§ What is required
Where the word "insert" occurs in a line of the listing, please copy the line.

○ ○ ○ ○ ○

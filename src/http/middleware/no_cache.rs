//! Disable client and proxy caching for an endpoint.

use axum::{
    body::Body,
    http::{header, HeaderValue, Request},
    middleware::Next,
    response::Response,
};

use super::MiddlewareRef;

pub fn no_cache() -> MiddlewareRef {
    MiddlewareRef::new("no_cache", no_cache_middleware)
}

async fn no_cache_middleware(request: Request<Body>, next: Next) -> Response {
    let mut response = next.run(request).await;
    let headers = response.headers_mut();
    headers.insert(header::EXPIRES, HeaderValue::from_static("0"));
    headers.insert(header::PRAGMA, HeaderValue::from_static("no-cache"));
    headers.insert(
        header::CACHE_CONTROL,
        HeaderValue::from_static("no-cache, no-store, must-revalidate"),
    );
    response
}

○ ○ ○ ○ ○

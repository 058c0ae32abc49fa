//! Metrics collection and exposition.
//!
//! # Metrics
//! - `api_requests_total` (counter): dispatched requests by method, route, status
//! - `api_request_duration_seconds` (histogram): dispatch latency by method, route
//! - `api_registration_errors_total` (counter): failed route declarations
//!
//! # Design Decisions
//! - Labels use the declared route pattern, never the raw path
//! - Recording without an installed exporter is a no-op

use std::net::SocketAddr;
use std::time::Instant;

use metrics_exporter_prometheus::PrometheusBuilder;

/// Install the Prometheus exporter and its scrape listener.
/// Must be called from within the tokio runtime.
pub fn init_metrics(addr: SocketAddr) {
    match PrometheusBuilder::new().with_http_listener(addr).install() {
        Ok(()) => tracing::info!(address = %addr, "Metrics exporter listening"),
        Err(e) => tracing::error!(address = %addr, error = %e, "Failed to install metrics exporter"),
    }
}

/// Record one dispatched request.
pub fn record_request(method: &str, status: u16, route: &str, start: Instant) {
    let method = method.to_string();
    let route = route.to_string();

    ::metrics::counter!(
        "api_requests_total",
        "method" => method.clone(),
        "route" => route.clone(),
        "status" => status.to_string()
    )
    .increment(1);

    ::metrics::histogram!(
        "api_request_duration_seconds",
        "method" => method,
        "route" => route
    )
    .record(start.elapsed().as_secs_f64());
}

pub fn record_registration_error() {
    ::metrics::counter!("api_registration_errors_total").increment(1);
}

○ ○ ○ ○ ○

§ Output of the exercise
    headers.insert(header::EXPIRES, HeaderValue::from_static("0"));
    headers.insert(header::PRAGMA, HeaderValue::from_static("no-cache"));
    headers.insert(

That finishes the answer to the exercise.